Shape-controlled single-crystal growth of InP at low temperatures down to 220 °C.

  • Author(s): Hettick, Mark
  • Li, Hao
  • Lien, Der-Hsien
  • Yeh, Matthew
  • Yang, Tzu-Yi
  • Amani, Matin
  • Gupta, Niharika
  • Chrzan, Daryl C
  • Chueh, Yu-Lun
  • Javey, Ali
  • et al.
Abstract

III-V compound semiconductors are widely used for electronic and optoelectronic applications. However, interfacing III-Vs with other materials has been fundamentally limited by the high growth temperatures and lattice-match requirements of traditional deposition processes. Recently, we developed the templated liquid-phase (TLP) crystal growth method for enabling direct growth of shape-controlled single-crystal III-Vs on amorphous substrates.
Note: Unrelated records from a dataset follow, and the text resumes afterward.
//! PKCS#8 and SubjectPublicKeyInfo containers
//!
//! ```text
//! OneAsymmetricKey ::= SEQUENCE {
//!     version             INTEGER (0),
//!     privateKeyAlgorithm AlgorithmIdentifier,
//!     privateKey          OCTET STRING }
//!
//! SubjectPublicKeyInfo ::= SEQUENCE {
//!     algorithm           AlgorithmIdentifier,
//!     subjectPublicKey    BIT STRING }
//! ```
//!
//! For the Curve25519 family both containers are fixed-size:
//!
//! ```text
//! 30 2e 02 01 00 30 05 06 03 2b 65 70 04 22 04 20 <32 byte seed>
//! 30 2a 30 05 06 03 2b 65 70 03 21 00 <32 byte public key>
//! ```
//!
//! Parsing is all-or-nothing: a key is only returned once the whole container
//! has been consumed and validated.

use zeroize::Zeroizing;

use super::der::{self, Reader};
use super::keys::{KeyError, PrivateKey, PublicKey};
use super::registry::{self, AlgorithmIdentifier, AlgorithmSpec};

/// The only PKCS#8 version we read or write (RFC 5958 `v1`)
pub const PKCS8_VERSION: u64 = 0;

fn check_length(spec: &AlgorithmSpec, expected: usize, actual: usize) -> Result<(), KeyError> {
    if expected != actual {
        return Err(KeyError::InvalidKeyLength {
            algorithm: spec.algorithm,
            expected,
            actual,
        });
    }
    Ok(())
}

/// Parse a DER encoded PKCS#8 private key
///
/// # Errors
///
/// - [`KeyError::MalformedContainer`] on any structural DER problem, a version
///   other than 0, or trailing data
/// - [`KeyError::UnsupportedAlgorithm`] if the OID is not registered
/// - [`KeyError::InvalidKeyLength`] if the secret is the wrong size
pub fn parse_private_key(der: &[u8]) -> Result<PrivateKey, KeyError> {
    let mut outer = Reader::new(der);
    let mut container = outer.read_sequence()?;
    outer.finish()?;

    let version = container.read_uint()?;
    if version != PKCS8_VERSION {
        return Err(KeyError::MalformedContainer(format!(
            "unsupported PKCS#8 version {}",
            version
        )));
    }
    let identifier = AlgorithmIdentifier::decode(&mut container)?;
    let payload = container.read_octet_string()?;
    container.finish()?;

    let spec = registry::resolve(&identifier)?;
    let secret = spec.secret_encoding.unwrap(payload)?;
    check_length(spec, spec.secret_len, secret.len())?;

    tracing::debug!(
        "parsed {} private key from {} byte PKCS#8 container",
        spec.algorithm,
        der.len()
    );
    PrivateKey::from_bytes(spec.algorithm, secret)
}

/// Marshal a private key into DER encoded PKCS#8
pub fn marshal_private_key(key: &PrivateKey) -> Vec<u8> {
    let spec = registry::spec_for(key.algorithm());
    let payload = spec.secret_encoding.wrap(key.as_bytes());
    let identifier = spec.identifier().to_der();
    let version = der::encode_uint(PKCS8_VERSION);

    let mut body = Zeroizing::new(Vec::with_capacity(
        version.len() + identifier.len() + payload.len() + 6,
    ));
    body.extend_from_slice(&version);
    body.extend_from_slice(&identifier);
    der::write_tlv(der::TAG_OCTET_STRING, &payload, &mut body);

    tracing::trace!("marshaled {} private key", spec.algorithm);
    der::encode_tlv(der::TAG_SEQUENCE, &body)
}

/// Parse a DER encoded SubjectPublicKeyInfo
///
/// # Errors
///
/// Same as [`parse_private_key`], plus [`KeyError::InvalidBitString`] if the
/// bit string declares unused bits.
pub fn parse_public_key(der: &[u8]) -> Result<PublicKey, KeyError> {
    let mut outer = Reader::new(der);
    let mut info = outer.read_sequence()?;
    outer.finish()?;

    let identifier = AlgorithmIdentifier::decode(&mut info)?;
    let (unused_bits, key_bytes) = info.read_bit_string()?;
    info.finish()?;

    let spec = registry::resolve(&identifier)?;
    if unused_bits != 0 {
        return Err(KeyError::InvalidBitString(unused_bits));
    }
    check_length(spec, spec.public_len, key_bytes.len())?;

    tracing::debug!(
        "parsed {} public key from {} byte SubjectPublicKeyInfo",
        spec.algorithm,
        der.len()
    );
    PublicKey::from_bytes(spec.algorithm, key_bytes)
}

/// Marshal a public key into a DER encoded SubjectPublicKeyInfo
pub fn marshal_public_key(key: &PublicKey) -> Vec<u8> {
    let spec = registry::spec_for(key.algorithm());
    let mut body = spec.identifier().to_der();
    body.extend_from_slice(&der::encode_bit_string(key.as_bytes()));
    der::encode_tlv(der::TAG_SEQUENCE, &body)
}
Although in theory, the lowest temperature for TLP growth is that of the melting point of the group III metal (e.g., 156.6 °C for indium), previous experiments required a minimum growth temperature of 500 °C, thus being incompatible with many application-specific substrates. Here, we demonstrate low-temperature TLP (LT-TLP) growth of single-crystalline InP patterns at substrate temperatures down to 220 °C by first activating the precursor, thus enabling the direct growth of InP even on low thermal budget substrates such as plastics and indium-tin-oxide (ITO)-coated glass. Importantly, the material exhibits high electron mobilities and good optoelectronic properties as demonstrated by the fabrication of high-performance transistors and light-emitting devices. Furthermore, this work may enable integration of III-Vs with silicon complementary metal-oxide-semiconductor (CMOS) processing for monolithic 3D integrated circuits and/or back-end electronics.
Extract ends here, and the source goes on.